"Is it the work of a celebrated artist?"
"No; it is the work of our clerical host."
The lady shook her head; she was uncertain whether Count Vavel was making sport of her or of the pastor.
But she understood him when she entered the church. The house consecrated to the service of God had become a hospital, and was crowded with wounded French soldiers. The women of the village, as volunteer nurses, were taking care of them, and performed the task as faithfully as if the invalids were their own sons and brothers. The pastor himself supplied the necessary medicines from his own cupboard; for no army surgeon came here at a time when twenty thousand wounded Frenchmen lay at Aspern, and twenty-two thousand at Wagram.

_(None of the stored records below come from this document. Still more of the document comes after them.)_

//! Parsers for SLURM command output.
//!
//! Everything here is a pure function from command output to typed data,
//! so the whole protocol surface is testable against canned transcripts.
//! The policy throughout: a failed or empty answer is "no data" and the
//! caller decides what that means, but a malformed line inside a
//! successful answer is a hard error. Guessing around a scheduler whose
//! output we cannot read only produces wrong job states.

use chrono::NaiveDateTime;

use gridr_core::{AccountingRecord, ExitStatus, LrmsError, LrmsResult, RunState};
use gridr_units::{Duration, Memory, MemoryUnit};

/// Sentinel prefixed to the status format string so wrapper scripts and
/// site MOTDs cannot inject lines we would mistake for job records.
pub const STATUS_TAG: &str = "gridr";

/// Master-record states with a final accounting record behind them.
const TERMINAL_STATES: [&str; 7] = [
    "BOOT_FAIL",
    "CANCELLED",
    "COMPLETED",
    "FAILED",
    "NODE_FAIL",
    "PREEMPTED",
    "TIMEOUT",
];

/// Master-record states of a job `sacct` still considers live: no final data.
const LIVE_STATES: [&str; 5] = ["RUNNING", "PENDING", "COMPLETING", "SUSPENDED", "RESIZING"];

/// One tagged line from the status query.
#[derive(Debug, Clone, PartialEq, Eq)]
pub struct QueueStatus {
    /// Mapped lifecycle state.
    pub state: RunState,
    /// Raw SLURM state string, for the execution record.
    pub remote_state: String,
    /// SLURM's reason field (`%r`), e.g. `Resources` or `Priority`.
    pub reason: String,
}

/// Queue occupancy counts from the unfiltered capacity query.
#[derive(Debug, Clone, Copy, PartialEq, Eq, Default)]
pub struct QueueCounts {
    /// Executing jobs, all users.
    pub total_running: u32,
    /// Queued jobs, all users.
    pub total_queued: u32,
    /// Executing jobs owned by the configured user.
    pub own_running: u32,
    /// Queued jobs owned by the configured user.
    pub own_queued: u32,
}

/// Extract the job id from `sbatch` stdout.
///
/// Accepts `Submitted batch job <id>` and `Granted job allocation <id>`,
/// optionally prefixed with `sbatch: `, anywhere in the output. Anything
/// else means the submission cannot be trusted to have happened.
pub fn parse_sbatch_output(stdout: &str) -> LrmsResult<String> {
    for line in stdout.lines() {
        let line = line.trim();
        let line = line
            .strip_prefix("sbatch:")
            .map(str::trim_start)
            .unwrap_or(line);
        for prefix in ["Submitted batch job", "Granted job allocation"] {
            if let Some(rest) = line.strip_prefix(prefix) {
                let id: String = rest
                    .trim_start()
                    .chars()
                    .take_while(char::is_ascii_digit)
                    .collect();
                if !id.is_empty() {
                    return Ok(id);
                }
            }
        }
    }
    Err(LrmsError::Submission(format!(
        "sbatch output contains no job id: {stdout:?}"
    )))
}

/// Map a SLURM job state string onto the uniform lifecycle.
pub fn map_squeue_state(state: &str) -> LrmsResult<RunState> {
    match state {
        "PENDING" | "CONFIGURING" => Ok(RunState::Submitted),
        "RUNNING" | "COMPLETING" => Ok(RunState::Running),
        "SUSPENDED" => Ok(RunState::Stopped),
        "COMPLETED" | "CANCELLED" | "FAILED" | "NODE_FAIL" | "PREEMPTED" | "TIMEOUT" => {
            Ok(RunState::Terminating)
        }
        other => Err(LrmsError::UnknownJobState {
            state: other.to_string(),
        }),
    }
}

/// Parse the tagged status line out of `squeue` output.
///
/// Returns `Ok(None)` when no tagged line is present: the job has left
/// the live queue and accounting must be consulted.
pub fn parse_squeue_output(stdout: &str) -> LrmsResult<Option<QueueStatus>> {
    for line in stdout.lines() {
        let line = line.trim();
        if !line.starts_with(STATUS_TAG) {
            continue;
        }
        let fields: Vec<&str> = line.split('^').collect();
        let [tag, _jobid, state, reason] = fields.as_slice() else {
            return Err(LrmsError::Parse(format!(
                "malformed status line (expected 4 ^-separated fields): {line:?}"
            )));
        };
        if *tag != STATUS_TAG {
            continue;
        }
        return Ok(Some(QueueStatus {
            state: map_squeue_state(state)?,
            remote_state: (*state).to_string(),
            reason: (*reason).to_string(),
        }));
    }
    Ok(None)
}

/// Parse a SLURM duration: `[[DD-]HH:]MM:SS[.fraction]`.
pub fn parse_elapsed(text: &str) -> LrmsResult<Duration> {
    let text = text.trim();
    let bad = || LrmsError::Parse(format!("cannot parse {text:?} as a SLURM duration"));

    let (days, clock) = match text.split_once('-') {
        Some((days, clock)) => (days.parse::<u64>().map_err(|_| bad())?, clock),
        None => (0, text),
    };
    let parts: Vec<&str> = clock.split(':').collect();
    if parts.is_empty() || parts.len() > 3 {
        return Err(bad());
    }

    // Fields are fixed from the right: seconds, then minutes, then hours.
    let mut fields = parts.iter().rev();
    let seconds_field = fields.next().ok_or_else(bad)?;
    let (seconds, fraction_ns) = match seconds_field.split_once('.') {
        Some((whole, fraction)) => {
            if fraction.is_empty() || !fraction.chars().all(|c| c.is_ascii_digit()) {
                return Err(bad());
            }
            let digits: String = fraction.chars().take(9).collect();
            let scale = 10u64.pow(9 - digits.len() as u32);
            (
                whole.parse::<u64>().map_err(|_| bad())?,
                digits.parse::<u64>().map_err(|_| bad())? * scale,
            )
        }
        None => (seconds_field.parse::<u64>().map_err(|_| bad())?, 0),
    };
    let minutes = match fields.next() {
        Some(f) => f.parse::<u64>().map_err(|_| bad())?,
        None => 0,
    };
    let hours = match fields.next() {
        Some(f) => f.parse::<u64>().map_err(|_| bad())?,
        None => 0,
    };

    let total_seconds = days * 86_400 + hours * 3_600 + minutes * 60 + seconds;
    if fraction_ns == 0 {
        Ok(Duration::seconds(total_seconds))
    } else if fraction_ns % 1_000_000 == 0 {
        Ok(Duration::milliseconds(
            total_seconds * 1_000 + fraction_ns / 1_000_000,
        ))
    } else {
        Ok(Duration::nanoseconds(
            total_seconds * 1_000_000_000 + fraction_ns,
        ))
    }
}

/// Parse a `maxrss`/`maxvmsize` value.
///
/// `K`/`M`/`G` suffixes are binary multiples (`7884K` is 7884 KiB); a bare
/// number is bytes. An empty field means the scheduler did not sample the
/// value (seen on `NODE_FAIL`): that is "unknown", never zero.
pub fn parse_memspec(text: &str) -> LrmsResult<Option<Memory>> {
    let text = text.trim();
    if text.is_empty() {
        return Ok(None);
    }
    let bad = || LrmsError::Parse(format!("cannot parse {text:?} as a SLURM memory value"));

    let (amount, unit) = match text.chars().next_back() {
        Some('K') => (&text[..text.len() - 1], MemoryUnit::KiB),
        Some('M') => (&text[..text.len() - 1], MemoryUnit::MiB),
        Some('G') => (&text[..text.len() - 1], MemoryUnit::GiB),
        Some(c) if c.is_ascii_digit() => (text, MemoryUnit::B),
        _ => return Err(bad()),
    };
    let value: f64 = amount.parse().map_err(|_| bad())?;
    if !value.is_finite() || value < 0.0 {
        return Err(bad());
    }
    let rounded = value.round();
    if rounded > (u64::MAX / unit.bytes()) as f64 {
        return Err(bad());
    }
    Ok(Some(Memory::new(rounded as u64, unit)))
}

/// Parse a `sacct` timestamp in the `standard` (ISO8601) time format.
///
/// `Unknown`, `None`, and the empty string all mean "not recorded".
pub fn parse_timestamp(text: &str) -> LrmsResult<Option<NaiveDateTime>> {
    let text = text.trim();
    if text.is_empty() || text == "Unknown" || text == "None" {
        return Ok(None);
    }
    NaiveDateTime::parse_from_str(text, "%Y-%m-%dT%H:%M:%S")
        .map(Some)
        .map_err(|_| {
            LrmsError::Parse(format!(
                "cannot parse {text:?} as an ISO8601 timestamp; \
                 the SLURM_TIME_FORMAT=standard override seems not to be honored"
            ))
        })
}

fn fold_min(a: Option<NaiveDateTime>, b: Option<NaiveDateTime>) -> Option<NaiveDateTime> {
    match (a, b) {
        (Some(a), Some(b)) => Some(a.min(b)),
        (a, None) => a,
        (None, b) => b,
    }
}

fn fold_max(a: Option<NaiveDateTime>, b: Option<NaiveDateTime>) -> Option<NaiveDateTime> {
    match (a, b) {
        (Some(a), Some(b)) => Some(a.max(b)),
        (a, None) => a,
        (None, b) => b,
    }
}

fn fold_max_memory(a: Option<Memory>, b: Option<Memory>) -> Option<Memory> {
    match (a, b) {
        (Some(a), Some(b)) => Some(a.max(b)),
        (a, None) => a,
        (None, b) => b,
    }
}

fn reconstruct_exit(state: &str, exit_field: &str) -> LrmsResult<ExitStatus> {
    match state {
        // The tool reports `0:0` or `0:1` here, but the job did not
        // produce that status: the scheduler killed it.
        "CANCELLED" | "TIMEOUT" => Ok(ExitStatus::killed_by_system()),
        "NODE_FAIL" => Ok(ExitStatus::remote_error()),
        _ => {
            let Some((code, signal)) = exit_field.split_once(':') else {
                return Err(LrmsError::Parse(format!(
                    "cannot parse {exit_field:?} as a SLURM exit:signal pair"
                )));
            };
            let parse = |s: &str| {
                s.parse::<u8>().map_err(|_| {
                    LrmsError::Parse(format!(
                        "cannot parse {exit_field:?} as a SLURM exit:signal pair"
                    ))
                })
            };
            Ok(ExitStatus::from_parts(parse(code)?, parse(signal)?))
        }
    }
}

/// Parse `sacct --parsable` output into an accounting record.
///
/// The master record (job id without a step suffix) supplies state, exit
/// status, cores, and durations; step records (`<id>.batch`, `<id>.N`)
/// supply the peak memory figures and correct the timestamps, since some
/// SLURM versions fill the master's `submit`/`start` columns with the
/// wrong clock. Returns `Ok(None)` while the scheduler has no final
/// record: empty output, or a master record still in a live state.
pub fn parse_sacct_output(stdout: &str) -> LrmsResult<Option<AccountingRecord>> {
    let mut master_seen = false;
    let mut cores = 0u32;
    let mut duration = Duration::seconds(0);
    let mut used_cpu_time = Duration::seconds(0);
    let mut exit_status = None;
    let mut max_used_memory = None;
    let mut max_used_rss = None;
    let mut submitted_at = None;
    let mut started_at = None;
    let mut completed_at = None;

    for line in stdout.lines() {
        let line = line.trim();
        if line.is_empty() {
            continue;
        }
        let fields: Vec<&str> = line.split('|').collect();
        // 11 named fields plus the empty one after the trailing `|`
        let [jobid, exit, state, ncpus, elapsed, totalcpu, submit, start, end, maxrss, maxvmsize, _] =
            fields.as_slice()
        else {
            return Err(LrmsError::Parse(format!(
                "malformed sacct line (expected 11 |-separated fields): {line:?}"
            )));
        };
        // "CANCELLED by 1000" carries the cancelling uid; only the first
        // word is the state.
        let state = state.split_whitespace().next().unwrap_or_default();

        if !jobid.contains('.') {
            // master record
            if LIVE_STATES.contains(&state) {
                return Ok(None);
            }
            if !TERMINAL_STATES.contains(&state) {
                return Err(LrmsError::UnknownJobState {
                    state: state.to_string(),
                });
            }
            master_seen = true;
            exit_status = Some(reconstruct_exit(state, exit)?);
            cores = ncpus
                .parse()
                .map_err(|_| LrmsError::Parse(format!("bad ncpus field: {ncpus:?}")))?;
            duration = parse_elapsed(elapsed)?;
            used_cpu_time = parse_elapsed(totalcpu)?;

            let submit = parse_timestamp(submit)?;
            let start = parse_timestamp(start)?;
            let end = parse_timestamp(end)?;
            submitted_at = fold_min(submit, start);
            // the master's own start column is unreliable; seed with the
            // latest possible value and let step records pull it down
            started_at = end;
            completed_at = fold_max(fold_max(submit, start), end);
        } else {
            // step record
            max_used_memory = fold_max_memory(max_used_memory, parse_memspec(maxvmsize)?);
            max_used_rss = fold_max_memory(max_used_rss, parse_memspec(maxrss)?);
            submitted_at = fold_min(submitted_at, parse_timestamp(submit)?);
            started_at = fold_min(started_at, parse_timestamp(start)?);
        }
    }

    if !master_seen {
        if stdout.trim().is_empty() {
            return Ok(None);
        }
        return Err(LrmsError::Parse(
            "sacct output has step records but no master record".to_string(),
        ));
    }

    Ok(Some(AccountingRecord {
        cores,
        duration,
        used_cpu_time,
        max_used_memory,
        max_used_rss,
        submitted_at,
        started_at,
        completed_at,
        exit_status,
    }))
}

/// Interpret a `scancel` invocation's outcome.
///
/// Silence means the job was cancelled. An error line means the id was
/// already gone, which for our purposes is the same success. Exit 127 is
/// the one real failure: the tool itself is missing or misconfigured.
pub fn parse_scancel(exit_code: i32, stderr: &str) -> LrmsResult<()> {
    if exit_code == 127 {
        return Err(LrmsError::Configuration(format!(
            "scancel could not be run (exit 127): {}",
            stderr.trim()
        )));
    }
    Ok(())
}

/// Classify every job in the unfiltered capacity listing.
///
/// Lines are `%i^%T^%u^%U^%r^%R`. `RUNNING` and `COMPLETING` jobs count
/// as running; `PENDING` and `CONFIGURING` as queued (a `CONFIGURING` job
/// holds no compute yet); everything else occupies neither bucket.
pub fn count_jobs(stdout: &str, username: &str) -> LrmsResult<QueueCounts> {
    let mut counts = QueueCounts::default();
    for line in stdout.lines() {
        let line = line.trim();
        if line.is_empty() {
            continue;
        }
        let fields: Vec<&str> = line.split('^').collect();
        let [_jobid, state, user, _uid, _reason, _nodelist] = fields.as_slice() else {
            return Err(LrmsError::Parse(format!(
                "malformed capacity line (expected 6 ^-separated fields): {line:?}"
            )));
        };
        match *state {
            "RUNNING" | "COMPLETING" => {
                counts.total_running += 1;
                if *user == username {
                    counts.own_running += 1;
                }
            }
            "PENDING" | "CONFIGURING" => {
                counts.total_queued += 1;
                if *user == username {
                    counts.own_queued += 1;
                }
            }
            _ => {}
        }
    }
    Ok(counts)
}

"Is it not an affecting tableau, madame?" said Count Vavel. "It would be a suitable altar-piece for Notre Dame—and the name of its creator deserves perpetuation!"
CHAPTER III
Monsieur le Capitaine Descourcelles rode an excellent horse, was a capital rider, and was plainly very much in love. These three circumstances combined brought back the gallant soldier from Raab by five o'clock in the afternoon.
The captain of the cuirassiers was not a little surprised to find the general's wife playing cards with the hostile leader.
"General Guillaume agrees to everything," he announced immediately, on entering the room. "He will release the ladies he has been holding as prisoners."